These changes are costing a lot of money, leading to a lot of deaths, exacerbating inequities, and not going to go away

In 2022, the US experienced 18 billion-dollar climate disasters that cost a total of $175.2 billion in damages and caused 474 deaths. As these disaster events become more frequent, the economic harm has become more commonplace. Communities have a hard time recovering from a single disaster event let alone multiple events, and the reduction in economic growth can be seen years later.

But it is not just ‘natural disasters’ affecting communities’ livelihoods – they also continue to experience economic, environmental, health, and other social stresses.

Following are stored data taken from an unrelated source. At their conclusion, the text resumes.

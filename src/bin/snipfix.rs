use anyhow::Result;
use clap::Parser;

use snipfix::cli::args::CliArgs;
use snipfix::cli::driver;

fn main() -> Result<()> {
    // Installs a subscriber only when SNIPFIX_LOG or RUST_LOG is set.
    snipfix::tracing_config::init_tracing();

    let args = CliArgs::parse();
    let output = driver::run(&args)?;
    println!("{}", output.rendered);
    std::process::exit(output.exit_code);
}
use snipfix_common::message_codes;
use snipfix_scanner::scan_declarations;

use crate::options::FixerOptions;
use crate::rules::{PatternFixOutput, Rule, apply_pattern_fixes};

fn fix(source: &str) -> PatternFixOutput {
    apply_pattern_fixes(source, scan_declarations(source), &FixerOptions::default())
}

fn fix_with(source: &str, options: &FixerOptions) -> PatternFixOutput {
    apply_pattern_fixes(source, scan_declarations(source), options)
}

fn codes(output: &PatternFixOutput) -> Vec<u32> {
    output.fixes.iter().map(|fix| fix.code).collect()
}

#[test]
fn test_var_becomes_let() {
    let output = fix("function calc(a, b) { var result = a + b; return result; }");
    assert_eq!(
        output.text,
        "function calc(a, b) { let result = a + b; return result; }"
    );
    assert_eq!(codes(&output), vec![message_codes::REPLACED_LEGACY_DECLARATION]);
    assert_eq!(
        output.fixes[0].message_text,
        "Replaced var with let for modern JavaScript practices"
    );
}

#[test]
fn test_var_inside_string_is_untouched() {
    let output = fix(r#"var greeting = "var in a string";"#);
    assert_eq!(output.text, r#"let greeting = "var in a string";"#);
    assert_eq!(output.fixes.len(), 1);
}

#[test]
fn test_var_prefix_of_identifier_is_untouched() {
    let output = fix("let variable = 1;");
    assert_eq!(output.text, "let variable = 1;");
    assert!(output.fixes.is_empty());
}

#[test]
fn test_loop_bound_is_tightened() {
    let output = fix("function f(arr) { for (let i = 0; i <= arr.length; i++) {} }");
    assert_eq!(
        output.text,
        "function f(arr) { for (let i = 0; i < arr.length; i++) {} }"
    );
    assert_eq!(codes(&output), vec![message_codes::FIXED_LOOP_BOUND]);
}

#[test]
fn test_plain_assignment_gets_let() {
    let source = "function double(a) {\n  total = a * 2;\n  return total;\n}";
    let output = fix(source);
    assert_eq!(
        output.text,
        "function double(a) {\n  let total = a * 2;\n  return total;\n}"
    );
    assert_eq!(codes(&output), vec![message_codes::ADDED_DECLARATION]);
    assert_eq!(
        output.fixes[0].message_text,
        "Added let declaration for variable 'total'"
    );
    assert!(output.index.is_declared("total"));
}

#[test]
fn test_accumulator_declared_before_loop() {
    let output = fix(
        "function sum(arr) { for (let i = 0; i <= arr.length; i++) { total += arr[i]; } return total; }",
    );
    assert_eq!(
        output.text,
        "function sum(arr) { let total = 0; for (let i = 0; i < arr.length; i++) { total += arr[i]; } return total; }"
    );
    assert_eq!(
        codes(&output),
        vec![
            message_codes::FIXED_LOOP_BOUND,
            message_codes::ADDED_DECLARATION
        ]
    );
}

#[test]
fn test_accumulator_declared_on_its_own_line() {
    let source = "function sum(arr) {\n  for (let i = 0; i < arr.length; i++) {\n    total += arr[i];\n  }\n  return total;\n}";
    let output = fix(source);
    assert_eq!(
        output.text,
        "function sum(arr) {\n  let total = 0;\n  for (let i = 0; i < arr.length; i++) {\n    total += arr[i];\n  }\n  return total;\n}"
    );
}

#[test]
fn test_product_starts_at_one() {
    let output = fix("function f(xs) { for (const x of xs) { product *= x; } return product; }");
    assert_eq!(
        output.text,
        "function f(xs) { let product = 1; for (const x of xs) { product *= x; } return product; }"
    );
}

#[test]
fn test_accumulator_in_callback_declared_before_call() {
    let output = fix("function sum(arr) { arr.forEach(x => { total += x; }); return total; }");
    assert_eq!(
        output.text,
        "function sum(arr) { let total = 0; arr.forEach(x => { total += x; }); return total; }"
    );
}

#[test]
fn test_return_retargeted_to_computed_variable() {
    let output = fix("function calc(a, b) { let sum = a + b; return x; }");
    assert_eq!(output.text, "function calc(a, b) { let sum = a + b; return sum; }");
    assert_eq!(codes(&output), vec![message_codes::FIXED_RETURN_TARGET]);
    assert_eq!(
        output.fixes[0].message_text,
        "Fixed return statement to return computed variable 'sum'"
    );
}

#[test]
fn test_declared_return_is_kept() {
    let source = "function f(a, b) { let total = a + b; let x = 1; return x; }";
    let output = fix(source);
    assert_eq!(output.text, source);
    assert!(output.fixes.is_empty());
}

#[test]
fn test_literal_return_is_kept() {
    let source = "function f(a) { let s = a + 1; return null; }";
    assert!(fix(source).fixes.is_empty());
}

#[test]
fn test_return_without_computed_variable_is_kept() {
    let source = "function f(a) { let s = a; return x; }";
    let output = fix(source);
    assert_eq!(output.text, source);
    assert!(output.fixes.is_empty());
}

#[test]
fn test_undefined_counter_replaced_by_length() {
    let output =
        fix("function f(arr) { while ((n = arr.length) > 0) { arr.pop(); } return n; }");
    assert_eq!(
        output.text,
        "function f(arr) { while ((arr.length) > 0) { arr.pop(); } return arr.length; }"
    );
    assert_eq!(codes(&output), vec![message_codes::REPLACED_UNDEFINED_COUNTER]);
    assert_eq!(
        output.fixes[0].message_text,
        "Replaced undefined counter 'n' with arr.length"
    );
}

#[test]
fn test_reassigned_counter_is_kept() {
    let source = "function f(arr) { for (n = arr.length; n > 0; n--) {} }";
    let output = fix(source);
    assert_eq!(output.text, source);
    assert!(output.fixes.is_empty());
}

#[test]
fn test_disabled_rule_does_not_fire() {
    let mut options = FixerOptions::default();
    options.disable(Rule::LegacyDeclaration);
    let source = "function calc(a, b) { var result = a + b; return result; }";
    let output = fix_with(source, &options);
    assert_eq!(output.text, source);
    assert!(output.fixes.is_empty());
}

#[test]
fn test_fixing_is_idempotent() {
    let first = fix(
        "function sum(arr) { for (var i = 0; i <= arr.length; i++) { total += arr[i]; } return total; }",
    );
    let second = fix(&first.text);
    assert_eq!(second.text, first.text);
    assert!(second.fixes.is_empty());
}

#[test]
fn test_rule_names_round_trip() {
    for rule in Rule::ALL {
        assert_eq!(Rule::from_name(rule.name()), Some(rule));
        assert_eq!(rule.to_string(), rule.name());
    }
    assert_eq!(Rule::from_name("no-such-rule"), None);
}

#[test]
fn test_two_accumulators_declared_before_multi_line_loop() {
    let source = "function stats(arr) {\n  for (let i = 0; i < arr.length; i++) {\n    total += arr[i];\n    count += 1;\n  }\n  return total;\n}";
    let output = fix(source);
    assert_eq!(
        output.text,
        "function stats(arr) {\n  let total = 0;\n  let count = 0;\n  for (let i = 0; i < arr.length; i++) {\n    total += arr[i];\n    count += 1;\n  }\n  return total;\n}"
    );
    let messages: Vec<&str> = output
        .fixes
        .iter()
        .map(|fix| fix.message_text.as_str())
        .collect();
    assert_eq!(
        messages,
        vec![
            "Added let declaration for variable 'total'",
            "Added let declaration for variable 'count'",
        ]
    );
    assert!(output.index.is_declared("count"));
}

#[test]
fn test_two_accumulators_on_one_line() {
    let output = fix("function f(arr) { for (const x of arr) { total += x; count += 1; } return total; }");
    assert_eq!(
        output.text,
        "function f(arr) { let total = 0; let count = 0; for (const x of arr) { total += x; count += 1; } return total; }"
    );
    assert_eq!(output.fixes.len(), 2);
}

#[test]
fn test_plain_assignment_after_inserted_line() {
    let source = "function f(arr) {\n  for (const x of arr) {\n    total += x;\n  }\n  label = 'sum';\n  return total;\n}";
    let output = fix(source);
    assert_eq!(
        output.text,
        "function f(arr) {\n  let total = 0;\n  for (const x of arr) {\n    total += x;\n  }\n  let label = 'sum';\n  return total;\n}"
    );
    assert_eq!(
        codes(&output),
        vec![
            message_codes::ADDED_DECLARATION,
            message_codes::ADDED_DECLARATION
        ]
    );
}

#[test]
fn test_plain_assignments_on_separate_lines() {
    let source = "function f(a) {\n  first = a + 1;\n  second = first * 2;\n  return second;\n}";
    let output = fix(source);
    assert_eq!(
        output.text,
        "function f(a) {\n  let first = a + 1;\n  let second = first * 2;\n  return second;\n}"
    );
}
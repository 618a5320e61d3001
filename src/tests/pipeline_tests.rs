use serde_json::json;

use snipfix_common::message_codes;
use snipfix_fixer::FixerOptions;

use crate::pipeline::{
    Analysis, EMPTY_INPUT_ERROR, Outcome, PipelineOptions, SENTINEL_TEXT, Stage, analyze,
    analyze_with_options,
};

fn report(snippet: &str) -> crate::pipeline::AnalysisResult {
    match analyze(snippet) {
        Analysis::Report(result) => result,
        Analysis::Rejected { error } => panic!("unexpected rejection: {error}"),
    }
}

#[test]
fn test_empty_and_blank_input_rejected() {
    for snippet in ["", "   ", "\n\t\n"] {
        assert_eq!(
            analyze(snippet),
            Analysis::Rejected {
                error: EMPTY_INPUT_ERROR.to_string()
            }
        );
    }
}

#[test]
fn test_fixed_shape() {
    let result = report("function calc(a, b) { var result = a + b; return result; }");
    assert_eq!(result.outcome, Outcome::Fixed);
    assert_eq!(
        result.corrected_code,
        "function calc(a, b) { let result = a + b; return result; }"
    );
    assert_eq!(result.fixes.len(), 1);
    assert_eq!(
        result.explanation,
        "The code had 1 issue. Applied deterministic fixes: Replaced var with let for modern \
         JavaScript practices. The corrected version is runnable and preserves the original intent."
    );
}

#[test]
fn test_layer_two_resolves_after_layer_one() {
    let result = report("function f(a) { return y; }");
    assert_eq!(result.outcome, Outcome::Fixed);
    assert_eq!(result.corrected_code, "function f(a) { return a; }");
    assert_eq!(
        result.fixes.iter().map(|fix| fix.code).collect::<Vec<_>>(),
        vec![message_codes::RESOLVED_IDENTIFIER]
    );
    assert_eq!(
        result.issues[0].message_text,
        "Variable 'y' is undefined or missing declaration"
    );
}

#[test]
fn test_resolution_can_be_switched_off() {
    let options = PipelineOptions {
        fixer: FixerOptions {
            resolve_identifiers: false,
            ..FixerOptions::default()
        },
    };
    let analysis = analyze_with_options("function f(a) { return y; }", &options);
    assert_eq!(analysis.outcome(), Some(Outcome::Unfixable));
}

#[test]
fn test_unfixable_shape_uses_sentinel() {
    let result = report("return z;");
    assert_eq!(result.outcome, Outcome::Unfixable);
    assert!(result.fixes.is_empty());
    assert_eq!(result.corrected_code, SENTINEL_TEXT);
}

#[test]
fn test_loose_equality_alone_is_not_rewritten() {
    let result = report("function eq(a, b) { return a == b; }");
    assert_eq!(result.outcome, Outcome::Unfixable);
    assert_eq!(result.issues[0].code, message_codes::LOOSE_EQUALITY);
}

#[test]
fn test_clean_shape_echoes_input() {
    let snippet = "function add(a, b) { return a + b; }";
    let result = report(snippet);
    assert_eq!(result.outcome, Outcome::Clean);
    assert_eq!(result.corrected_code, snippet);
    assert_eq!(result.issues[0].message_text, "No obvious issues detected");
}

#[test]
fn test_report_wire_shape() {
    let value = serde_json::to_value(analyze("return z;")).unwrap();
    assert_eq!(
        value,
        json!({
            "issues": ["Variable 'z' is undefined or missing declaration"],
            "explanation": "This snippet could not be safely auto-fixed. Review the detected issues and fix them manually.",
            "correctedCode": "This snippet could not be safely auto-fixed.",
        })
    );
}

#[test]
fn test_rejection_wire_shape() {
    let value = serde_json::to_value(analyze("")).unwrap();
    assert_eq!(value, json!({ "error": "Please supply code to analyze." }));
}

#[test]
fn test_stages_are_linear() {
    let mut stage = Stage::Idle;
    let mut visited = vec![stage];
    while stage != Stage::Done {
        stage = stage.next();
        visited.push(stage);
    }
    assert_eq!(
        visited,
        vec![
            Stage::Idle,
            Stage::Scanning,
            Stage::PatternFixing,
            Stage::Resolving,
            Stage::Explaining,
            Stage::Done,
        ]
    );
    assert_eq!(Stage::Done.next(), Stage::Done);
}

Many communities endure greater impacts because of past and current inequities. Other communities endure greater impacts because of occupations, earnings, literacy, poverty incidence, and demography. Communities are faced with the challenge of determining how to invest in initiatives that will best address the changes they face and then securing the necessary funding for these projects.

Funding opportunities are out there - take advantage of them before it’s too late

Fortunately, there are funding opportunities out there for communities to develop resilience against these changes. The Infrastructure Investment and Jobs Act (IIJA) and the Inflation Reduction Act (IRA) are bringing business and workforce development to communities while providing extensive investments in the resilience of infrastructure and clean energy systems. Additionally, there are state-level funding programs that can be used for resilience initiatives. Money is available for communities to become more resilient – they need to utilize the funding before it’s too late.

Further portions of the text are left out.